Então o país atingiu o triste recorde de 50 mil mortos pela doença, sendo que, dada a conhecida subnotificação dos casos na ausência de testes, este número pode ser ainda maior. Nem sequer vimos o pico da pandemia ainda no Brasil, então esta lamentável marca certamente atingirá patamares mais altos. Caio Coppolla, um comentarista político cria do reacionarismo semeado em parte da programação da Jovem Pan e atualmente um debatedor da CNN, é um típico produto desta era bolsonarista — chegou a comparar, em tom de deboche, a pandemia a engasgamentos, que não haveria tantos mortos assim, opunha-se ao isolamento social posto que, nos EUA, falecem “tão somente” 5 mil pessoas por ano. Pois bem, nos EUA já são mais de 128 mil mortos pela covid, enquanto no Brasil serão mais de 60 mil ainda nesta semana. Diante desta marca, Bolsonaro resolveu prestar sua primeira homenagem às vítimas, e foram estas as cenas que acabaram indo parar na TV portuguesa.

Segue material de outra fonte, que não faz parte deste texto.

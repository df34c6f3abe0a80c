// src/dates.rs
//! Date/time extraction with a strict future-only year policy.
//!
//! Four pattern families are tried in priority order: day-range with a
//! full month name, "D Month", "D Mon" (3-letter abbreviation), and
//! numeric "D.MM". An explicit 4-digit year is always taken as-is; a
//! missing year defaults to the current year and the result is
//! discarded when that puts the date on or before today. Rolling a
//! dateless year forward is exactly the bug this policy exists to
//! prevent.

use chrono::{Datelike, NaiveDate};
use once_cell::sync::Lazy;
use regex::Regex;

/// One extracted calendar date, plus an optional "HH:MM" clock time.
#[derive(Debug, Clone, PartialEq, Eq)]
pub struct ParsedDate {
    pub day: u32,
    pub month: u32,
    pub year: i32,
    pub time: Option<String>,
}

impl ParsedDate {
    pub fn to_naive(&self) -> Option<NaiveDate> {
        NaiveDate::from_ymd_opt(self.year, self.month, self.day)
    }

    pub fn is_future(&self, today: NaiveDate) -> bool {
        self.to_naive().map(|d| d > today).unwrap_or(false)
    }
}

const MONTH_FULL: &str = "январ[ья]|феврал[ья]|марта?|апрел[ья]|ма[йя]|июн[ья]|июл[ья]|августа?|сентябр[ья]|октябр[ья]|ноябр[ья]|декабр[ья]";
const MONTH_ABBR: &str = "янв|фев|мар|апр|ма[йя]|июн|июл|авг|сен|окт|ноя|дек";

static RE_RANGE: Lazy<Regex> = Lazy::new(|| {
    Regex::new(&format!(
        r"(?i)\b(\d{{1,2}})\s*[–—-]\s*(\d{{1,2}})\s+({MONTH_FULL})\b(?:\s+(\d{{4}}))?"
    ))
    .expect("range date regex")
});
static RE_FULL: Lazy<Regex> = Lazy::new(|| {
    Regex::new(&format!(
        r"(?i)\b(\d{{1,2}})\s+({MONTH_FULL})\b(?:\s+(\d{{4}}))?"
    ))
    .expect("full-month date regex")
});
static RE_ABBR: Lazy<Regex> = Lazy::new(|| {
    Regex::new(&format!(
        r"(?i)\b(\d{{1,2}})\s+({MONTH_ABBR})\b\.?(?:\s+(\d{{4}}))?"
    ))
    .expect("abbrev-month date regex")
});
static RE_NUMERIC: Lazy<Regex> =
    Lazy::new(|| Regex::new(r"\b(\d{1,2})\.(\d{2})(?:\.(\d{4}))?\b").expect("numeric date regex"));

static RE_TIME: Lazy<Regex> =
    Lazy::new(|| Regex::new(r"\b([01]?\d|2[0-3]):([0-5]\d)\b").expect("time regex"));

/// Only accept clock hours that plausibly start an event. A fragment
/// usually also carries a "23:59" deadline time; that one never wins.
const EVENT_HOURS: std::ops::RangeInclusive<u32> = 7..=22;

/// How far back (in bytes) a deadline marker may sit before a date
/// expression and still claim it.
const DEADLINE_WINDOW: usize = 80;

static DEADLINE_MARKERS: &[&str] = &[
    "дедлайн",
    "deadline",
    "подать заявку до",
    "заявки до",
    "заявки принимаются до",
    "регистрация до",
    "регистрация закрывается",
    "прием заявок до",
    "приём заявок до",
    "успейте до",
    "apply by",
    "registration closes",
];

fn month_from_name(name: &str) -> Option<u32> {
    let lower = name.to_lowercase();
    // "мар" must be checked before the bare "ма" of май/мая.
    const PREFIXES: &[(&str, u32)] = &[
        ("янв", 1),
        ("фев", 2),
        ("мар", 3),
        ("апр", 4),
        ("ма", 5),
        ("июн", 6),
        ("июл", 7),
        ("авг", 8),
        ("сен", 9),
        ("окт", 10),
        ("ноя", 11),
        ("дек", 12),
    ];
    PREFIXES
        .iter()
        .find(|(p, _)| lower.starts_with(p))
        .map(|(_, m)| *m)
}

#[derive(Debug, Clone, Copy)]
struct RawMatch {
    start: usize,
    day: u32,
    month: u32,
    year: Option<i32>,
}

fn capture_to_raw(caps: &regex::Captures<'_>, day_group: usize, month_is_name: bool) -> Option<RawMatch> {
    let day: u32 = caps.get(day_group)?.as_str().parse().ok()?;
    let month = if month_is_name {
        month_from_name(caps.get(day_group + 1)?.as_str())?
    } else {
        caps.get(day_group + 1)?.as_str().parse().ok()?
    };
    let year = caps
        .get(day_group + 2)
        .and_then(|m| m.as_str().parse::<i32>().ok());
    Some(RawMatch {
        start: caps.get(0)?.start(),
        day,
        month,
        year,
    })
}

fn family_matches(text: &str) -> Vec<RawMatch> {
    let mut out = Vec::new();
    for caps in RE_RANGE.captures_iter(text) {
        // The second day of the range anchors the date.
        if let Some(raw) = capture_to_raw(&caps, 2, true) {
            out.push(raw);
        }
    }
    for caps in RE_FULL.captures_iter(text) {
        if let Some(raw) = capture_to_raw(&caps, 1, true) {
            out.push(raw);
        }
    }
    for caps in RE_ABBR.captures_iter(text) {
        if let Some(raw) = capture_to_raw(&caps, 1, true) {
            out.push(raw);
        }
    }
    for caps in RE_NUMERIC.captures_iter(text) {
        if let Some(raw) = capture_to_raw(&caps, 1, false) {
            out.push(raw);
        }
    }
    out
}

fn first_match(text: &str) -> Option<RawMatch> {
    for caps in RE_RANGE.captures_iter(text) {
        if let Some(raw) = capture_to_raw(&caps, 2, true) {
            return Some(raw);
        }
    }
    for caps in RE_FULL.captures_iter(text) {
        if let Some(raw) = capture_to_raw(&caps, 1, true) {
            return Some(raw);
        }
    }
    for caps in RE_ABBR.captures_iter(text) {
        if let Some(raw) = capture_to_raw(&caps, 1, true) {
            return Some(raw);
        }
    }
    for caps in RE_NUMERIC.captures_iter(text) {
        if let Some(raw) = capture_to_raw(&caps, 1, false) {
            return Some(raw);
        }
    }
    None
}

/// Apply the year policy and calendar validation to one raw match.
/// Explicit years pass through even when in the past; the caller
/// filters future-ness separately. A defaulted current year that lands
/// on or before `today` fails closed.
fn finish(raw: RawMatch, today: NaiveDate) -> Option<ParsedDate> {
    let (year, defaulted) = match raw.year {
        Some(y) => (y, false),
        None => (today.year(), true),
    };
    let date = NaiveDate::from_ymd_opt(year, raw.month, raw.day)?;
    if defaulted && date <= today {
        return None;
    }
    Some(ParsedDate {
        day: raw.day,
        month: raw.month,
        year,
        time: None,
    })
}

/// Extract the first date expression from `text`.
pub fn resolve(text: &str, today: NaiveDate) -> Option<ParsedDate> {
    let mut parsed = finish(first_match(text)?, today)?;
    parsed.time = extract_time(text);
    Some(parsed)
}

fn floor_char_boundary(s: &str, mut idx: usize) -> usize {
    while idx > 0 && !s.is_char_boundary(idx) {
        idx -= 1;
    }
    idx
}

fn is_deadline_marked(text: &str, match_start: usize) -> bool {
    let win_start = floor_char_boundary(text, match_start.saturating_sub(DEADLINE_WINDOW));
    let window = text[win_start..match_start].to_lowercase();
    DEADLINE_MARKERS.iter().any(|m| window.contains(m))
}

/// Extract the date of the event itself, not of an application
/// deadline mentioned alongside it. Candidates preceded by a deadline
/// marker are discarded; of the remaining future dates the latest one
/// wins. If every future date is deadline-marked the fragment yields
/// nothing.
pub fn resolve_event_date(text: &str, today: NaiveDate) -> Option<ParsedDate> {
    let mut best: Option<ParsedDate> = None;
    for raw in family_matches(text) {
        if is_deadline_marked(text, raw.start) {
            continue;
        }
        let Some(parsed) = finish(raw, today) else {
            continue;
        };
        if !parsed.is_future(today) {
            continue;
        }
        let better = match &best {
            None => true,
            Some(b) => parsed.to_naive() > b.to_naive(),
        };
        if better {
            best = Some(parsed);
        }
    }
    let mut parsed = best?;
    parsed.time = extract_time(text);
    Some(parsed)
}

/// Independent clock-time extraction. The plausible-hours window only
/// disambiguates: when several times are present the first in-window
/// one wins (a fragment usually also carries a "23:59" deadline). A
/// lone time is kept even outside the window, unless a deadline marker
/// claims it.
pub fn extract_time(text: &str) -> Option<String> {
    let mut found: Vec<(usize, String, u32)> = Vec::new();
    for caps in RE_TIME.captures_iter(text) {
        let (Some(whole), Some(h), Some(m)) = (caps.get(0), caps.get(1), caps.get(2)) else {
            continue;
        };
        let Ok(hour) = h.as_str().parse::<u32>() else {
            continue;
        };
        found.push((whole.start(), format!("{}:{}", h.as_str(), m.as_str()), hour));
    }
    if let Some((_, t, _)) = found.iter().find(|(_, _, h)| EVENT_HOURS.contains(h)) {
        return Some(t.clone());
    }
    match found.as_slice() {
        [(start, t, _)] if !is_deadline_marked(text, *start) => Some(t.clone()),
        _ => None,
    }
}

const MONTHS_GENITIVE: [&str; 12] = [
    "января",
    "февраля",
    "марта",
    "апреля",
    "мая",
    "июня",
    "июля",
    "августа",
    "сентября",
    "октября",
    "ноября",
    "декабря",
];

/// Render "24 февраля 2026" (plus ", 16:00" when a time is known).
pub fn format_display(d: &ParsedDate) -> String {
    let month = MONTHS_GENITIVE
        .get(d.month as usize - 1)
        .copied()
        .unwrap_or("");
    match &d.time {
        Some(t) => format!("{} {} {}, {}", d.day, month, d.year, t),
        None => format!("{} {} {}", d.day, month, d.year),
    }
}

// --- leading-expression stripping (shared with the title cleaner) ---

static RE_LEAD_DATE: Lazy<Regex> = Lazy::new(|| {
    Regex::new(&format!(
        r"(?i)^(?:(?:\d{{1,2}}\s*[–—-]\s*)?\d{{1,2}}\s+(?:{MONTH_FULL}|{MONTH_ABBR})\b\.?(?:\s+\d{{4}})?|\d{{1,2}}\.\d{{2}}(?:\.\d{{4}})?)"
    ))
    .expect("leading date regex")
});
static RE_LEAD_TIME: Lazy<Regex> = Lazy::new(|| {
    Regex::new(r"(?i)^(?:в\s+)?(?:[01]?\d|2[0-3]):[0-5]\d").expect("leading time regex")
});

fn strip_lead_separators(s: &str) -> &str {
    s.trim_start_matches(|c: char| c.is_whitespace() || matches!(c, ',' | '.' | '-' | '–' | '—' | '·' | '|' | ':' | ';'))
}

/// True when `s` opens with a date expression of any family.
pub fn starts_with_date(s: &str) -> bool {
    RE_LEAD_DATE.is_match(s.trim_start())
}

/// Strip a leading date and/or time expression plus the separators
/// around it. Returns the remaining slice of `s`.
pub fn strip_leading_date_time(s: &str) -> &str {
    let mut rest = s.trim_start();
    loop {
        let before = rest;
        if let Some(m) = RE_LEAD_DATE.find(rest) {
            rest = strip_lead_separators(&rest[m.end()..]);
        }
        if let Some(m) = RE_LEAD_TIME.find(rest) {
            rest = strip_lead_separators(&rest[m.end()..]);
        }
        if rest.len() == before.len() {
            return rest;
        }
    }
}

O presidente anuncia a homenagem e o sanfoneiro/presidente da Embratur começa a tocar a algo que se parece com uma música. Depois entra a cantar a Ave Maria (que parece ser a de Schubert) e dificilmente acerta uma nota.

A intérprete de libras balança o corpo de um lado a outro, ao ritmo da canção. Paulo Guedes permanece estático, petrificado, como se houvesse sido substituído por uma estátua de cera; mal dá para distinguir se está constrangido, se está segurando o riso ou se está emocionado. Uma verdadeira incógnita.

Já Bolsonaro não para de se mover, mexe nos papéis diante de si, nos óculos, olha para cima, para os lados, parece que tem formigas no rabo, como diria a minha mãe. Nem para uma homenagem, por mais tosca que seja, Bolsonaro consegue compreender o conceito de “solene”. Desrespeita a própria homenagem que pretende realizar.

Toda a cena é absurda, grotesca, extraída do mais bizarro esquete de humor.

O fato é que a presidência de Bolsonaro torna o trabalho de humoristas infinitamente mais fácil, ou talvez mais difícil. Todo o ridículo já vem pronto, não precisa forçar as tintas para descobrir o elemento cômico. E tudo é cômico e trágico ao mesmo tempo.

É risível porque é estupidamente ridículo que o ocupante do cargo mais alto do Executivo se preste a este papelão. É trágico porque estamos falando de várias dezenas de milhares de mortos que simplesmente foram abandonadas e prejudicadas pela incompetência do governo federal.

Alguns pensam que isto não é mero descaso, que se trata de um projeto. Alguns falam em genocídio, em limpeza social, em eugenia. Segundo esta visão, o coronavírus está fazendo o trabalho sujo por Bolsonaro, assim ele não precisa macular as mãos matando pobres, pretos, idosos, doentes… Querem que ele seja julgado por crimes contra a humanidade em um tribunal internacional.

Em 1999, numa entrevista à TV, Bolsonaro afirmou ser a favor de uma guerra civil no Brasil na qual morressem 30 mil pessoas — incluindo inocentes, posto que em toda guerra morrem inocentes. Estamos chegando agora ao dobro disto. Será que ele, ao deitar sua cabeça no travesseiro à noite após uma longa jornada de destruição do Brasil e da imagem do país no mundo, tem a sensação de missão cumprida?